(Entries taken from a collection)

= Beginning of Section =

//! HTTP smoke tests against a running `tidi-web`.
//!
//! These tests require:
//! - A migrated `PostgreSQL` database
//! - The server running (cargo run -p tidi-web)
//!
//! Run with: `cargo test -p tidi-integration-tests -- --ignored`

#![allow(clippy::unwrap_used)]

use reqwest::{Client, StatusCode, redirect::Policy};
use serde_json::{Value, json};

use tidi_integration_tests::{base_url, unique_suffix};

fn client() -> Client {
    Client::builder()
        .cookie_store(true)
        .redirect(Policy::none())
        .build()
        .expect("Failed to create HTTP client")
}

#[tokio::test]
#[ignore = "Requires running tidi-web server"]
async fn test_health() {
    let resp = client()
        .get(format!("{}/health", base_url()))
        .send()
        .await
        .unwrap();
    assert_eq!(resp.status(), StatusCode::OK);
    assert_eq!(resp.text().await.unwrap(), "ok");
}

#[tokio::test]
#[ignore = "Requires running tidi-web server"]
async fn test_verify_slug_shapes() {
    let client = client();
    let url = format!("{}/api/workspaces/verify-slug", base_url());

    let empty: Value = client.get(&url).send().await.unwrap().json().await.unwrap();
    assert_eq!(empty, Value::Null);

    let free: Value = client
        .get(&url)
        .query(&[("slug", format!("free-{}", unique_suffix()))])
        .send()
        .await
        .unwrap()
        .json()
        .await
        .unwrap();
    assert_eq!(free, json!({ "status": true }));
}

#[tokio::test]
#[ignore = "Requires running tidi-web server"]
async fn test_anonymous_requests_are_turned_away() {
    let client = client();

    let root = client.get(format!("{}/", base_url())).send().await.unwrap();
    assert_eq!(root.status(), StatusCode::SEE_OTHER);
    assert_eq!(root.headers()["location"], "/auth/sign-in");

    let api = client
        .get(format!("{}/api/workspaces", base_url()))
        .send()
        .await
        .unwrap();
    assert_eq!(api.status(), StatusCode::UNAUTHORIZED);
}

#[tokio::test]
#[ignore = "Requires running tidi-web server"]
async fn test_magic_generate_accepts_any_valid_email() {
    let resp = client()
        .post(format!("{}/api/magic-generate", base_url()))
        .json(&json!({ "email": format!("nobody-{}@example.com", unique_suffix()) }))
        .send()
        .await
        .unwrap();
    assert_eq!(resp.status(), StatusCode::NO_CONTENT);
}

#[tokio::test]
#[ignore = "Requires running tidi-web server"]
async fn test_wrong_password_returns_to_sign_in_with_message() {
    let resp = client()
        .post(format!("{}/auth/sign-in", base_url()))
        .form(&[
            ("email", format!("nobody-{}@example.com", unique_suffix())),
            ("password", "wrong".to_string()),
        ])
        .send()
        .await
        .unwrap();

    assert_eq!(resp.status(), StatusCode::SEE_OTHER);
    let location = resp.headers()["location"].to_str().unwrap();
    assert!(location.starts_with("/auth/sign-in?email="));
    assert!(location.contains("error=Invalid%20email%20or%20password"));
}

= End of Section =
= Beginning of Section =

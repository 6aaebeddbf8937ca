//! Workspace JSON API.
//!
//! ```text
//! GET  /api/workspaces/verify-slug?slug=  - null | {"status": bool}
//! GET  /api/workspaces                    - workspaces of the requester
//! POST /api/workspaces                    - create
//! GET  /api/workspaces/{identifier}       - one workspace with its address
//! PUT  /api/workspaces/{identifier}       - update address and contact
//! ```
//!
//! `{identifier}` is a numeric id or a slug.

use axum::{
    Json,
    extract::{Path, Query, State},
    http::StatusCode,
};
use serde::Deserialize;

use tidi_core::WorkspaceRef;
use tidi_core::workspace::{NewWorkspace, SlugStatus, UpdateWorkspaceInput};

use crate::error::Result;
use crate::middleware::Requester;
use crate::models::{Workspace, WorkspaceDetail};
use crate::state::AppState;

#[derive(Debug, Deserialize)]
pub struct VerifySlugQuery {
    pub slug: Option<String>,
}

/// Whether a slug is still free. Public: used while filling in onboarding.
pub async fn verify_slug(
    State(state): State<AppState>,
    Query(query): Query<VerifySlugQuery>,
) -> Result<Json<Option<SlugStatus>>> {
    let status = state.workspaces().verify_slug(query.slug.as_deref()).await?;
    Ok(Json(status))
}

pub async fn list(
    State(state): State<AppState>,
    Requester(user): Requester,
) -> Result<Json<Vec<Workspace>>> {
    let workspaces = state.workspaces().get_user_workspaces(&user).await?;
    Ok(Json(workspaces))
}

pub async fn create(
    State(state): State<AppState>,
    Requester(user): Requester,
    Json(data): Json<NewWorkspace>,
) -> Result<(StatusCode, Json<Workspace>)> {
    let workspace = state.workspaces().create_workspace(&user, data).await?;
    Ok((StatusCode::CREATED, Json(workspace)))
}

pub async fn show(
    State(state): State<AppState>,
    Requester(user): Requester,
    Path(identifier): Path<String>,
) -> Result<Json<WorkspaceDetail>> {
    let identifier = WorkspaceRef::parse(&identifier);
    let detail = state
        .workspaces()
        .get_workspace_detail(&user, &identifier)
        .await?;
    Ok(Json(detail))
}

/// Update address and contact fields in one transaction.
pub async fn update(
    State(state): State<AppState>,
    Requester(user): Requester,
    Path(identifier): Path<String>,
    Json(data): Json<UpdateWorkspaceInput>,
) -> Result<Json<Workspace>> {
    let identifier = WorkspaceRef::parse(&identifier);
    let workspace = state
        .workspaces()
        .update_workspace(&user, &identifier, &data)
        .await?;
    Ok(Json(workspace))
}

= End of Section =
= Beginning of Section =

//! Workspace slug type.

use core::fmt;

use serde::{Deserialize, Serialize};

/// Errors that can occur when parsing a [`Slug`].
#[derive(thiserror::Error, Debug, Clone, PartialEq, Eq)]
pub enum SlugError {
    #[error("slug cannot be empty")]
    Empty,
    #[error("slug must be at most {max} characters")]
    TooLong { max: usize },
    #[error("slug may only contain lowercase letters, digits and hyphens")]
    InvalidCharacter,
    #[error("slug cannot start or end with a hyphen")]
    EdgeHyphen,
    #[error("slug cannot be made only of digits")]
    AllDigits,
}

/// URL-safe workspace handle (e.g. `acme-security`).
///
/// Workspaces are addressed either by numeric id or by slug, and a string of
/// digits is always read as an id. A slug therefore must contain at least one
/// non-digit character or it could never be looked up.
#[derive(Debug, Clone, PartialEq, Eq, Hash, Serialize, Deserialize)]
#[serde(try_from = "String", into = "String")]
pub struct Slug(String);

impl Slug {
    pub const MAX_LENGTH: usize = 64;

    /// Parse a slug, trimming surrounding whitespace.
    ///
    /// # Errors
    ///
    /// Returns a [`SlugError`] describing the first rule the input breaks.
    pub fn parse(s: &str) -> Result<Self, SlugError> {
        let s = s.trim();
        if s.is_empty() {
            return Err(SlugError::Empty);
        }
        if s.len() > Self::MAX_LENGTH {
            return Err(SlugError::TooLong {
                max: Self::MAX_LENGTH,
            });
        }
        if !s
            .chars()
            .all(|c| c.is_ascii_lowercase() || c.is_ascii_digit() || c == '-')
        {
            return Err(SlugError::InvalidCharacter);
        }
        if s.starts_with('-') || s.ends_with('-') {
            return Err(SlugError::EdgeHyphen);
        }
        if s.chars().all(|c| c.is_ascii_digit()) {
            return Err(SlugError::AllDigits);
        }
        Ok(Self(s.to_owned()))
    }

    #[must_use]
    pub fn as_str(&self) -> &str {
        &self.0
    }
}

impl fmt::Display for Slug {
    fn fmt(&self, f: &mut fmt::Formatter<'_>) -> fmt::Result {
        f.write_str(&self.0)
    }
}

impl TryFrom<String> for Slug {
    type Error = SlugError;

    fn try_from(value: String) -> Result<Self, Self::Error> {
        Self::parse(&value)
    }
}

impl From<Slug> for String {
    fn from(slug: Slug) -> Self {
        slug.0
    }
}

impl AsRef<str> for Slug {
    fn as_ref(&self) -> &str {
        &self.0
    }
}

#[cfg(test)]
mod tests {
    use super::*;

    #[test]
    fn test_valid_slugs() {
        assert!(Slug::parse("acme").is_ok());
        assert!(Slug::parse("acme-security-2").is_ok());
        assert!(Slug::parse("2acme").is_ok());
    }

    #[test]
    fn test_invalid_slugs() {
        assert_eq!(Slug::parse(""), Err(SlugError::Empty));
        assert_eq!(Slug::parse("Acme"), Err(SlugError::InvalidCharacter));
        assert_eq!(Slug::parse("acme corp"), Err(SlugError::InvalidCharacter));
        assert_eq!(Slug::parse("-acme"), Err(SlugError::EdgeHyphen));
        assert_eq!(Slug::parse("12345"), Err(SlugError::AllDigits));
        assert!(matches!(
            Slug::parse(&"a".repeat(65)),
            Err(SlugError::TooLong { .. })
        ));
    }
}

= End of Section =

Exercise directions: Gather from the data above every line with the string "security".

Answer to this problem:
/// URL-safe workspace handle (e.g. `acme-security`).
        assert!(Slug::parse("acme-security-2").is_ok());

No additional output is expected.